>>
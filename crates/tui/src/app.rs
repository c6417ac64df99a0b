use std::path::PathBuf;
use std::sync::{Arc, Mutex, mpsc};

use latency_core::logger;
use latency_core::settings::Settings;
use latency_core::types::{Command, OrchestratorState, RunRecord, TestKind};

use crate::ConfirmDialog;

/// Log lines received from the logger, viewed from the bottom.
#[derive(Default)]
pub struct LogPanel {
    pub visible: bool,
    lines: Vec<String>,
    scroll: usize, // lines scrolled up from the latest
}

impl LogPanel {
    pub fn push(&mut self, line: String) {
        self.lines.push(line);
    }

    pub fn scroll_up(&mut self, n: usize) {
        self.scroll = self.scroll.saturating_add(n);
    }

    pub fn scroll_down(&mut self, n: usize) {
        self.scroll = self.scroll.saturating_sub(n);
    }

    /// The lines that fit in `height` rows at the current scroll offset.
    pub fn window(&self, height: usize) -> &[String] {
        let total = self.lines.len();
        let scroll = self.scroll.min(total.saturating_sub(height));
        let end = total - scroll;
        &self.lines[end.saturating_sub(height)..end]
    }
}

pub struct App {
    pub records: Arc<Mutex<Vec<RunRecord>>>,
    pub orch_state: Arc<Mutex<OrchestratorState>>,
    pub selected: usize,
    pub log: LogPanel,
    pub confirm: Option<ConfirmDialog>,
    pub should_quit: bool,
    log_rx: mpsc::Receiver<String>,
    cmd_tx: mpsc::Sender<Command>,
    settings_path: PathBuf,
}

impl App {
    /// The selection starts on the test run last time, if settings remember one.
    pub fn new(
        records: Arc<Mutex<Vec<RunRecord>>>,
        orch_state: Arc<Mutex<OrchestratorState>>,
        log_rx: mpsc::Receiver<String>,
        cmd_tx: mpsc::Sender<Command>,
        settings_path: PathBuf,
    ) -> Self {
        let selected = Settings::load(&settings_path)
            .last_test
            .and_then(|k| TestKind::ALL.iter().position(|t| *t == k))
            .unwrap_or(0);
        Self {
            records,
            orch_state,
            selected,
            log: LogPanel { visible: true, ..LogPanel::default() },
            confirm: None,
            should_quit: false,
            log_rx,
            cmd_tx,
            settings_path,
        }
    }

    pub fn drain_logs(&mut self) {
        while let Ok(line) = self.log_rx.try_recv() {
            self.log.push(line);
        }
    }

    pub fn select_prev(&mut self) {
        self.selected = self.selected.saturating_sub(1);
    }

    pub fn select_next(&mut self) {
        self.selected = (self.selected + 1).min(TestKind::ALL.len() - 1);
    }

    pub fn selected_kind(&self) -> TestKind {
        TestKind::ALL[self.selected]
    }

    pub fn is_running(&self) -> bool {
        *self.orch_state.lock().unwrap() == OrchestratorState::Running
    }

    /// Most recent finished run of `kind`.
    pub fn last_record(&self, kind: TestKind) -> Option<RunRecord> {
        self.records.lock().unwrap().iter().rev().find(|r| r.kind == kind).cloned()
    }

    /// Ask the orchestrator to run the selected test and remember the choice.
    pub fn run_selected(&mut self) {
        if self.is_running() {
            logger::warn("a test is already running");
            return;
        }
        let kind = self.selected_kind();
        // Marked here so a second press before the orchestrator picks the
        // command up is refused.
        *self.orch_state.lock().unwrap() = OrchestratorState::Running;
        if self.cmd_tx.send(Command::Run(kind)).is_err() {
            logger::error("orchestrator is gone");
            *self.orch_state.lock().unwrap() = OrchestratorState::Idle;
            return;
        }

        let mut settings = Settings::load(&self.settings_path);
        settings.last_test = Some(kind);
        if let Err(e) = settings.save(&self.settings_path) {
            logger::warn(&format!("failed to save settings: {:#}", e));
        }
    }

    /// Quit, asking first while a test is running: a run cannot be
    /// interrupted, only abandoned.
    pub fn request_quit(&mut self) {
        if self.is_running() {
            self.confirm = Some(ConfirmDialog::new("A test is running. Quit anyway?"));
        } else {
            self.quit();
        }
    }

    pub fn quit(&mut self) {
        self.cmd_tx.send(Command::Quit).ok();
        self.should_quit = true;
    }
}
<<
Retype every record above exactly.

filename crates/tui/src/app.rs
repository c6417ac64df99a0b
use std::path::PathBuf;
use std::sync::{Arc, Mutex, mpsc};

use latency_core::logger;
use latency_core::settings::Settings;
use latency_core::types::{Command, OrchestratorState, RunRecord, TestKind};

use crate::ConfirmDialog;

/// Log lines received from the logger, viewed from the bottom.
#[derive(Default)]
pub struct LogPanel {
    pub visible: bool,
    lines: Vec<String>,
    scroll: usize, // lines scrolled up from the latest
}

impl LogPanel {
    pub fn push(&mut self, line: String) {
        self.lines.push(line);
    }

    pub fn scroll_up(&mut self, n: usize) {
        self.scroll = self.scroll.saturating_add(n);
    }

    pub fn scroll_down(&mut self, n: usize) {
        self.scroll = self.scroll.saturating_sub(n);
    }

    /// The lines that fit in `height` rows at the current scroll offset.
    pub fn window(&self, height: usize) -> &[String] {
        let total = self.lines.len();
        let scroll = self.scroll.min(total.saturating_sub(height));
        let end = total - scroll;
        &self.lines[end.saturating_sub(height)..end]
    }
}

pub struct App {
    pub records: Arc<Mutex<Vec<RunRecord>>>,
    pub orch_state: Arc<Mutex<OrchestratorState>>,
    pub selected: usize,
    pub log: LogPanel,
    pub confirm: Option<ConfirmDialog>,
    pub should_quit: bool,
    log_rx: mpsc::Receiver<String>,
    cmd_tx: mpsc::Sender<Command>,
    settings_path: PathBuf,
}

impl App {
    /// The selection starts on the test run last time, if settings remember one.
    pub fn new(
        records: Arc<Mutex<Vec<RunRecord>>>,
        orch_state: Arc<Mutex<OrchestratorState>>,
        log_rx: mpsc::Receiver<String>,
        cmd_tx: mpsc::Sender<Command>,
        settings_path: PathBuf,
    ) -> Self {
        let selected = Settings::load(&settings_path)
            .last_test
            .and_then(|k| TestKind::ALL.iter().position(|t| *t == k))
            .unwrap_or(0);
        Self {
            records,
            orch_state,
            selected,
            log: LogPanel { visible: true, ..LogPanel::default() },
            confirm: None,
            should_quit: false,
            log_rx,
            cmd_tx,
            settings_path,
        }
    }

    pub fn drain_logs(&mut self) {
        while let Ok(line) = self.log_rx.try_recv() {
            self.log.push(line);
        }
    }

    pub fn select_prev(&mut self) {
        self.selected = self.selected.saturating_sub(1);
    }

    pub fn select_next(&mut self) {
        self.selected = (self.selected + 1).min(TestKind::ALL.len() - 1);
    }

    pub fn selected_kind(&self) -> TestKind {
        TestKind::ALL[self.selected]
    }

    pub fn is_running(&self) -> bool {
        *self.orch_state.lock().unwrap() == OrchestratorState::Running
    }

    /// Most recent finished run of `kind`.
    pub fn last_record(&self, kind: TestKind) -> Option<RunRecord> {
        self.records.lock().unwrap().iter().rev().find(|r| r.kind == kind).cloned()
    }

    /// Ask the orchestrator to run the selected test and remember the choice.
    pub fn run_selected(&mut self) {
        if self.is_running() {
            logger::warn("a test is already running");
            return;
        }
        let kind = self.selected_kind();
        // Marked here so a second press before the orchestrator picks the
        // command up is refused.
        *self.orch_state.lock().unwrap() = OrchestratorState::Running;
        if self.cmd_tx.send(Command::Run(kind)).is_err() {
            logger::error("orchestrator is gone");
            *self.orch_state.lock().unwrap() = OrchestratorState::Idle;
            return;
        }

        let mut settings = Settings::load(&self.settings_path);
        settings.last_test = Some(kind);
        if let Err(e) = settings.save(&self.settings_path) {
            logger::warn(&format!("failed to save settings: {:#}", e));
        }
    }

    /// Quit, asking first while a test is running: a run cannot be
    /// interrupted, only abandoned.
    pub fn request_quit(&mut self) {
        if self.is_running() {
            self.confirm = Some(ConfirmDialog::new("A test is running. Quit anyway?"));
        } else {
            self.quit();
        }
    }

    pub fn quit(&mut self) {
        self.cmd_tx.send(Command::Quit).ok();
        self.should_quit = true;
    }
}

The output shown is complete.